Любовь Хасана из Басры | Страница: 3

  • Georgia
  • Verdana
  • Tahoma
  • Symbol
  • Arial
16
px

Поэтому слова друга вселили в душу Хасана пусть слабую, но все же надежду.

– Но Валид сказал еще, что мы должны усердно заниматься… Когда-то отец говорил мне, что на языке лазутчиков это означает «усыпить бдительность». Давай попробуем поступить так, как посоветовал Валид. И прячь, ради Аллаха, свои рисунки получше! Быть может, твоя матушка поможет тебе в этом.

Лицо Хасан осветила улыбка.

– Матушка поможет. Если бы не она, мы бы с отцом, думаю, не разговаривали бы уже никогда…

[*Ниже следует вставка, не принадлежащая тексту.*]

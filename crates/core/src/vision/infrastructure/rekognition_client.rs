use std::time::Duration;

use reqwest::blocking::Client;
use reqwest::header::CONTENT_TYPE;
use serde::de::DeserializeOwned;
use serde::Serialize;

use crate::vision::domain::image_request::ImageRequest;
use crate::vision::domain::vision_error::VisionError;
use crate::vision::domain::vision_service::{
    FaceDetail, FaceSearch, IndexedFace, Label, VisionService,
};
use crate::vision::infrastructure::wire::{
    DetectFacesRequest, DetectFacesResponse, DetectLabelsRequest, DetectLabelsResponse,
    ErrorResponse, IndexFacesRequest, IndexFacesResponse, SearchFacesByImageRequest,
    SearchFacesByImageResponse, WireImage,
};

const AMZ_JSON: &str = "application/x-amz-json-1.1";
const TARGET_PREFIX: &str = "RekognitionService";
const DEFAULT_TIMEOUT: Duration = Duration::from_secs(30);

/// Blocking JSON client for a Rekognition-compatible endpoint.
///
/// Requests are sent unsigned; point `endpoint` at a signing proxy or a
/// local emulator when talking to the real service.
pub struct RekognitionClient {
    http: Client,
    endpoint: String,
}

impl RekognitionClient {
    pub fn new(endpoint: impl Into<String>) -> Result<Self, VisionError> {
        let http = Client::builder()
            .timeout(DEFAULT_TIMEOUT)
            .build()
            .map_err(|e| VisionError::Transport {
                operation: "ClientSetup".into(),
                source: e,
            })?;
        Ok(Self {
            http,
            endpoint: endpoint.into().trim_end_matches('/').to_string(),
        })
    }

    pub fn endpoint(&self) -> &str {
        &self.endpoint
    }

    fn call<Req: Serialize, Resp: DeserializeOwned>(
        &self,
        operation: &str,
        body: &Req,
    ) -> Result<Resp, VisionError> {
        let payload = serde_json::to_vec(body).map_err(|e| VisionError::Encode {
            operation: operation.to_string(),
            source: e,
        })?;

        log::debug!("{operation}: {} byte request to {}", payload.len(), self.endpoint);

        let transport = |e: reqwest::Error| VisionError::Transport {
            operation: operation.to_string(),
            source: e,
        };
        let response = self
            .http
            .post(format!("{}/", self.endpoint))
            .header(CONTENT_TYPE, AMZ_JSON)
            .header("X-Amz-Target", format!("{TARGET_PREFIX}.{operation}"))
            .body(payload)
            .send()
            .map_err(transport)?;

        let status = response.status();
        let text = response.text().map_err(transport)?;

        if !status.is_success() {
            return Err(VisionError::service(operation, error_message(status, &text)));
        }

        serde_json::from_str(&text).map_err(|e| VisionError::Decode {
            operation: operation.to_string(),
            source: e,
        })
    }
}

fn error_message(status: reqwest::StatusCode, body: &str) -> String {
    let parsed: ErrorResponse = serde_json::from_str(body).unwrap_or_default();
    match (parsed.kind, parsed.message) {
        (Some(kind), Some(message)) => format!("{kind}: {message}"),
        (None, Some(message)) => message,
        (Some(kind), None) => kind,
        (None, None) => format!("HTTP {status}"),
    }
}

impl VisionService for RekognitionClient {
    fn detect_labels(&self, image: &ImageRequest) -> Result<Vec<Label>, VisionError> {
        let request = DetectLabelsRequest {
            image: WireImage::from(image),
        };
        let response: DetectLabelsResponse = self.call("DetectLabels", &request)?;
        Ok(response.into_labels())
    }

    fn detect_faces(
        &self,
        image: &ImageRequest,
        with_landmarks: bool,
    ) -> Result<Vec<FaceDetail>, VisionError> {
        let request = DetectFacesRequest {
            image: WireImage::from(image),
            attributes: vec![if with_landmarks { "ALL" } else { "DEFAULT" }],
        };
        let response: DetectFacesResponse = self.call("DetectFaces", &request)?;
        Ok(response.into_faces(with_landmarks))
    }

    fn index_faces(
        &self,
        collection_id: &str,
        image: &ImageRequest,
        external_id: &str,
    ) -> Result<Vec<IndexedFace>, VisionError> {
        let request = IndexFacesRequest {
            collection_id,
            image: WireImage::from(image),
            external_image_id: external_id,
        };
        let response: IndexFacesResponse = self.call("IndexFaces", &request)?;
        Ok(response.into_indexed())
    }

    fn search_faces_by_image(
        &self,
        collection_id: &str,
        image: &ImageRequest,
        max_faces: u32,
    ) -> Result<FaceSearch, VisionError> {
        let request = SearchFacesByImageRequest {
            collection_id,
            image: WireImage::from(image),
            max_faces,
        };
        let response: SearchFacesByImageResponse = self.call("SearchFacesByImage", &request)?;
        Ok(response.into_search())
    }
}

Мехмет приободрился. Плечи Хасана распрямились, в глазах засветилась радость. Собрав книги, каламы и пергаменты, юноши поспешили вон из душной классной комнаты, вполголоса переговариваясь. Следующим уроком было фехтование на мечах – урок, который любили они оба.

О, как легко поверить в чудо, когда ты молод!

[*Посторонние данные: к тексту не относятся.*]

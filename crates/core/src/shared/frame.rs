use ndarray::{s, ArrayView3, ArrayViewMut3};

use crate::shared::geometry::PixelRect;

/// A single camera/image frame: contiguous RGB bytes in row-major order.
///
/// Encoding to the wire format happens at the vision service boundary only;
/// the overlay layer treats pixel data as opaque.
#[derive(Clone, Debug, PartialEq)]
pub struct Frame {
    data: Vec<u8>,
    width: u32,
    height: u32,
    channels: u8,
    index: usize,
}

impl Frame {
    pub fn new(data: Vec<u8>, width: u32, height: u32, channels: u8, index: usize) -> Self {
        debug_assert_eq!(
            data.len(),
            (width as usize) * (height as usize) * (channels as usize),
            "data length must equal width * height * channels"
        );
        Self {
            data,
            width,
            height,
            channels,
            index,
        }
    }

    /// A frame filled with a single RGB colour.
    pub fn filled(width: u32, height: u32, rgb: [u8; 3], index: usize) -> Self {
        let pixels = (width as usize) * (height as usize);
        let data = rgb.iter().copied().cycle().take(pixels * 3).collect();
        Self::new(data, width, height, 3, index)
    }

    pub fn data(&self) -> &[u8] {
        &self.data
    }

    pub fn data_mut(&mut self) -> &mut [u8] {
        &mut self.data
    }

    pub fn width(&self) -> u32 {
        self.width
    }

    pub fn height(&self) -> u32 {
        self.height
    }

    pub fn channels(&self) -> u8 {
        self.channels
    }

    pub fn index(&self) -> usize {
        self.index
    }

    pub fn as_ndarray(&self) -> ArrayView3<'_, u8> {
        ArrayView3::from_shape(self.shape(), &self.data)
            .expect("Frame data length must match dimensions")
    }

    pub fn as_ndarray_mut(&mut self) -> ArrayViewMut3<'_, u8> {
        ArrayViewMut3::from_shape(self.shape(), &mut self.data)
            .expect("Frame data length must match dimensions")
    }

    /// Copies the part of `rect` that lies inside the frame into a new frame.
    ///
    /// The copy owns its pixels, so it stays valid after this frame is reused
    /// by the capture loop. Returns `None` when the intersection is empty.
    pub fn crop(&self, rect: &PixelRect) -> Option<Frame> {
        let x1 = rect.left.clamp(0, self.width as i32) as usize;
        let y1 = rect.top.clamp(0, self.height as i32) as usize;
        let x2 = rect.right.clamp(0, self.width as i32) as usize;
        let y2 = rect.bottom.clamp(0, self.height as i32) as usize;

        if x2 <= x1 || y2 <= y1 {
            return None;
        }

        let view = self.as_ndarray();
        let region = view.slice(s![y1..y2, x1..x2, ..]);
        let data: Vec<u8> = region.iter().copied().collect();

        Some(Frame::new(
            data,
            (x2 - x1) as u32,
            (y2 - y1) as u32,
            self.channels,
            self.index,
        ))
    }

    fn shape(&self) -> (usize, usize, usize) {
        (
            self.height as usize,
            self.width as usize,
            self.channels as usize,
        )
    }
}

Дни складывались в недели, недели – в месяцы. Наставники не уставали радоваться успехам Хасана, как и не уставали хвалить его перед визирем. Рашид, похоже, успокоился. Или, быть может, всесильный Валид все же нашел минутку, чтобы поболтать с ним. Во всяком случае, теперь визирь уже не устраивал набегов на комнаты для занятий, и даже, о чудо из чудес, несколько раз похвалил сына.

Но для Хасана все равно самыми сладкими были те минуты, когда он приходил в покои матери. Они беседовали о пустяках, и все это время юноша, не уставая, рисовал. Рисовал все то, что видел за день, рисовал то, что чувствовал. И даже – о, как хорошо, что наставники этого не видели! – рисовал все, что попадалось ему на глаза. Мать с улыбкой следила за тем, как появляются на пергаменте уверенные линии, легко узнавала птиц и растения из дворцового сада. И каждый вечер с удовольствием прятала рисунки сына в сундук.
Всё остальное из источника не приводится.